Brincarse los topes de gasto de campaña es una forma de echarle gasolina al fuego de la impunidad que nos devora como sociedad. Un candidato —como el actual presidente municipal de Benito Juárez-Cancún— tuvo que gastar más, mucho más de 10 millones de dólares (130 millones de pesos al tipo de cambio actual) para ganar su elección. Para lograrlo, se endeudó en lo personal; ahora está demandado por sus acreedores ante el supuesto incumplimiento de pagos. Otros candidatos hacen compromisos con quienes los financian, a pagar con contratos de obra pública, permisos y compras a precios inflados, una vez que lleguen al cargo. Otros —de acuerdo con rumores todavía no comprobados— realizan acuerdos con el crimen organizado para garantizar la operación tranquila de sus empresas delictivas. Éste es el verdadero “caldo de cultivo” del tráfico de influencias, del pago de favores con dinero público, la prevaricación y el peculado.

Por eso es tan importante que el Ipepac y sus consejeros se sacudan la modorra y comiencen a dar señales de su disposición a ejercer su labor fiscalizadora. Recorrer las principales avenidas meridanas, por ejemplo, les hubiera permitido detectar las decenas de espectaculares contratados para el proceso interno del PRI y del PAN; observar las tomas de protesta de los candidatos el pasado fin de semana les hubiese facilitado hacer la cuenta de los cientos de vehículos de transporte público que fueron contratados para movilizar a sus simpatizantes.

En las cuentas electorales no hay donativo que valga. Todo se contabiliza y acumula, o se debería hacer.

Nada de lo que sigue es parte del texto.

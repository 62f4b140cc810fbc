//! Storage collaborators: a scoped transaction over the domain, summary and edge collections.
//!
//! A [`SummaryTransaction`] is a unit of work. Nothing it does is visible to
//! other writers until [`SummaryTransaction::commit`] succeeds, and dropping it
//! without committing rolls every step back.

pub mod memory;
pub mod mysql;

use std::fmt;
use thiserror::Error;

use super::summary::{DocumentId, SummaryDocument, SummaryEdge};

/// The individual operations a summary write is made of.
#[derive(Clone, Copy, Debug, PartialEq, Eq, Hash)]
pub enum Operation {
	FindDomain,
	FindEdge,
	InsertSummary,
	ReplaceSummary,
	InsertEdge
}

impl fmt::Display for Operation {
	fn fmt(&self, f: &mut fmt::Formatter<'_>) -> fmt::Result {
		let name = match self {
			Operation::FindDomain => "find_domain",
			Operation::FindEdge => "find_edge",
			Operation::InsertSummary => "insert_summary",
			Operation::ReplaceSummary => "replace_summary",
			Operation::InsertEdge => "insert_edge",
		};
		f.write_str(name)
	}
}

#[derive(Debug, Error)]
pub enum StoreError {
	#[error("database error: {0}")]
	Database(#[from] ::mysql::Error),

	#[error("could not encode summary document: {0}")]
	Encoding(#[from] serde_json::Error),

	#[error("storage unavailable: {0}")]
	Unavailable(String),

	#[error("operation rejected: {0}")]
	Rejected(String),
}

pub trait SummaryStore {
	/// Opens a unit of work. Each call gets its own handle; handles are never shared across units.
	fn begin(&mut self) -> Result<Box<dyn SummaryTransaction + '_>, StoreError>;

	/// Every summary linked to `domain`, as `(startDate, summary)` ordered by `startDate`.
	/// Empty for an unknown domain.
	fn summaries_for_domain(&mut self, domain: &str) -> Result<Vec<(String, SummaryDocument)>, StoreError>;
}

pub trait SummaryTransaction {
	/// Looks up a domain by name, locking it for the rest of the transaction.
	fn domain_id(&mut self, domain: &str) -> Result<Option<DocumentId>, StoreError>;

	/// The edge for `(domain, start_date)`, if there is one.
	fn summary_edge(&mut self, domain: DocumentId, start_date: &str) -> Result<Option<SummaryEdge>, StoreError>;

	fn insert_summary(&mut self, summary: &SummaryDocument) -> Result<DocumentId, StoreError>;

	/// Overwrites every field of an existing summary.
	fn replace_summary(&mut self, id: DocumentId, summary: &SummaryDocument) -> Result<(), StoreError>;

	fn insert_edge(&mut self, from: DocumentId, to: DocumentId, start_date: &str) -> Result<DocumentId, StoreError>;

	fn commit(self: Box<Self>) -> Result<(), StoreError>;
}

Recientemente se instaló el Comité de Ética, que es “el órgano encargado de vigilar la actuación de los distintos participantes en el proceso electoral”, incluido el propio Ipepac, los partidos políticos y sus candidatos.

Son ciudadanos elegidos para realizar la función de contralores de la sociedad; para ser nuestros ojos y oídos. Lo hacen con carácter honorario, es decir no cobran. En Víctor Arjona Barbosa, Carlos Pavón Durán, Xicoténcatl Cámara, María de los Ángeles Matos y Oscar Peniche Coldwell hemos depositado nuestra confianza para denunciar los excesos oportunamente; para señalar las desviaciones de los partidos y los candidatos, uno de ellos futura autoridad; para sacudir al Ipepac de su apatía y exigirle que le cumpla a la sociedad. Siéntanse apoyados para llevar a buen término esa importante encomienda. No nos decepcionen.— Mérida, Yucatán.